- Citizenship: Pakistani
- Education: National University of Computer and Emerging Sciences Institute of Business Administration, Karachi
- Organization: Systems Ltd
- Known for: CEO & MD of Systems Ltd
- Awards: Sitara-i-Imtiaz in 2022

= Asif Peer =

Pakistani businessperson

Asif Peer is the CEO and managing director of Pakistani software company Systems Ltd since 1 January 2013.

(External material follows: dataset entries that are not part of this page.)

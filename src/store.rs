use serde::{Deserialize, Serialize};
use snafu::{ensure, OptionExt as _, ResultExt as _};
use tracing::instrument;

use crate::database::{Database, DatabaseQuerySnafu, EmptyQuerySnafu, Thing};
use crate::model::*;

pub use error::*;
pub use filter::*;

mod error;
mod filter;

pub const DEFAULT_TABLE: &str = "views";

/// Settings consumed by [ViewRecordStore], resolved once at startup.
#[derive(Debug, Deserialize, Clone, PartialEq, Eq)]
pub struct StoreConfig {
    #[serde(rename = "views_table", default = "default_table")]
    pub table: String,
}

fn default_table() -> String {
    DEFAULT_TABLE.to_string()
}

impl Default for StoreConfig {
    fn default() -> Self {
        StoreConfig {
            table: default_table(),
        }
    }
}

fn is_valid_table(table: &str) -> bool {
    let mut chars = table.chars();
    let Some(first) = chars.next() else {
        return false;
    };

    (first.is_ascii_alphabetic() || first == '_')
        && chars.all(|c| c.is_ascii_alphanumeric() || c == '_')
}

/// The stored shape of a view. `id` comes back as a full record id (`views:⟨…⟩`).
#[derive(Debug, Deserialize)]
struct ViewRow {
    id: Thing,
    #[serde(flatten)]
    viewable: Viewable,
    #[serde(default)]
    collection: Option<String>,
    #[serde(default)]
    visitor: Option<String>,
    viewed_at: Timestamp,
}

impl From<ViewRow> for ViewRecord {
    fn from(row: ViewRow) -> Self {
        ViewRecord {
            id: ViewId::from(row.id.id.to_raw()),
            viewable: row.viewable,
            collection: row.collection,
            visitor: row.visitor,
            viewed_at: row.viewed_at,
        }
    }
}

#[derive(Debug, Serialize)]
struct ViewContent<'a> {
    viewable_type: &'a str,
    viewable_id: &'a str,
    #[serde(skip_serializing_if = "Option::is_none")]
    collection: Option<&'a str>,
    #[serde(skip_serializing_if = "Option::is_none")]
    visitor: Option<&'a str>,
    viewed_at: Timestamp,
}

#[derive(Debug, Deserialize)]
struct Total {
    total: u64,
}

/// Persists [ViewRecord]s and answers filtered queries over them.
///
/// Records are immutable: they can only be created and deleted.
#[derive(Debug, Clone)]
pub struct ViewRecordStore {
    database: Database,
    table: String,
}

impl ViewRecordStore {
    pub fn new(database: Database, config: &StoreConfig) -> Result<Self> {
        ensure!(
            is_valid_table(&config.table),
            InvalidTableSnafu {
                table: config.table.clone()
            }
        );

        Ok(ViewRecordStore {
            database,
            table: config.table.clone(),
        })
    }

    /// Stores a new view and returns the id assigned to it.
    #[instrument(skip(self), fields(table = %self.table))]
    pub async fn create(&self, view: NewView) -> Result<ViewId> {
        ensure!(
            !view.viewable.kind.is_empty(),
            ValidationSnafu {
                field: "viewable_type"
            }
        );
        ensure!(
            !view.viewable.id.is_empty(),
            ValidationSnafu {
                field: "viewable_id"
            }
        );
        let viewed_at = view.viewed_at.context(ValidationSnafu { field: "viewed_at" })?;

        let id = ViewId::random();
        let content = ViewContent {
            viewable_type: &view.viewable.kind,
            viewable_id: &view.viewable.id,
            collection: view.collection.as_deref(),
            visitor: view.visitor.as_deref(),
            viewed_at,
        };

        let created: Option<ViewRow> = self
            .database
            .create((self.table.as_str(), id.as_str()))
            .content(content)
            .await
            .context(DatabaseQuerySnafu)
            .context(StorageSnafu)?;
        created.context(EmptyQuerySnafu).context(StorageSnafu)?;

        tracing::info!(view_id = %id, viewable = %view.viewable, "recorded view");
        Ok(id)
    }

    #[instrument(skip(self), fields(table = %self.table))]
    pub async fn find(&self, id: &ViewId) -> Result<Option<ViewRecord>> {
        let row: Option<ViewRow> = self
            .database
            .select((self.table.as_str(), id.as_str()))
            .await
            .context(DatabaseQuerySnafu)
            .context(StorageSnafu)?;

        Ok(row.map(ViewRecord::from))
    }

    /// Views matching every part of `filter`, ordered by `viewed_at`.
    #[instrument(skip(self), fields(table = %self.table))]
    pub async fn query(&self, filter: &ViewFilter) -> Result<Vec<ViewRecord>> {
        let sql = format!(
            "SELECT * FROM type::table($table){} ORDER BY viewed_at ASC, id ASC",
            filter.where_clause()
        );
        tracing::debug!(%sql, "querying views");

        let query = self.database.sql(sql).bind(("table", self.table.clone()));
        let rows: Vec<ViewRow> = filter.bind(query).fetch().await.context(StorageSnafu)?;

        Ok(rows.into_iter().map(ViewRecord::from).collect())
    }

    /// Views whose `viewed_at` falls within `period`.
    pub async fn query_by_period(&self, period: Period) -> Result<Vec<ViewRecord>> {
        self.query(&ViewFilter::all().within(period)).await
    }

    /// Views tagged with exactly `collection`. `None` selects views without a collection.
    pub async fn query_by_collection(&self, collection: Option<&str>) -> Result<Vec<ViewRecord>> {
        self.query(&ViewFilter::all().in_collection(collection))
            .await
    }

    /// Every view of `viewable`.
    pub async fn views_of(&self, viewable: &Viewable) -> Result<Vec<ViewRecord>> {
        self.query(&ViewFilter::all().of(viewable.clone())).await
    }

    /// Number of views matching `filter`.
    #[instrument(skip(self), fields(table = %self.table))]
    pub async fn count(&self, filter: &ViewFilter) -> Result<u64> {
        let sql = format!(
            "SELECT count() AS total FROM type::table($table){} GROUP ALL",
            filter.where_clause()
        );

        let query = self.database.sql(sql).bind(("table", self.table.clone()));
        let total: Option<Total> = filter.bind(query).fetch().await.context(StorageSnafu)?;

        Ok(total.map_or(0, |total| total.total))
    }

    /// Number of distinct visitors among the views matching `filter`. Views without a visitor are not counted.
    #[instrument(skip(self), fields(table = %self.table))]
    pub async fn count_unique(&self, filter: &ViewFilter) -> Result<u64> {
        let sql = format!(
            "SELECT count() AS total FROM (SELECT visitor FROM type::table($table){} GROUP BY visitor) GROUP ALL",
            filter.where_clause_with(&["visitor != NONE", "visitor != NULL"])
        );

        let query = self.database.sql(sql).bind(("table", self.table.clone()));
        let total: Option<Total> = filter.bind(query).fetch().await.context(StorageSnafu)?;

        Ok(total.map_or(0, |total| total.total))
    }

    /// Removes a view, returning it as it was stored.
    #[instrument(skip(self), fields(table = %self.table))]
    pub async fn delete(&self, id: &ViewId) -> Result<ViewRecord> {
        let row: Option<ViewRow> = self
            .database
            .delete((self.table.as_str(), id.as_str()))
            .await
            .context(DatabaseQuerySnafu)
            .context(StorageSnafu)?;

        let record = ViewRecord::from(row.context(NotFoundSnafu { id: id.clone() })?);

        tracing::info!(view_id = %id, "deleted view");
        Ok(record)
    }
}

== Early life and education ==
Peer completed his bachelor's degree majored in Computer Science from National University of Computer and Emerging Sciences, Karachi in 1995, and MBA Finance and Marketing from Institute of Business Administration, Karachi in 1999.

== Career ==
Peer served as the Chief Operating Officer (COO) of Visionet Systems, Inc. from 2008 to 2012 in US. Peer was appointed as chief executive officer (CEO) of Systems Ltd on 1 January 2013. Under his leadership, the company has won several accolades, including Microsoft Country Partner of the Year, Top IT exporter 2019 award by PSEB IT Export Awards.

== Awards ==
Peer was awarded with Sitara-i-Imtiaz on 14 August 2022 for "19 years contribution to IT Sector of Pakistan".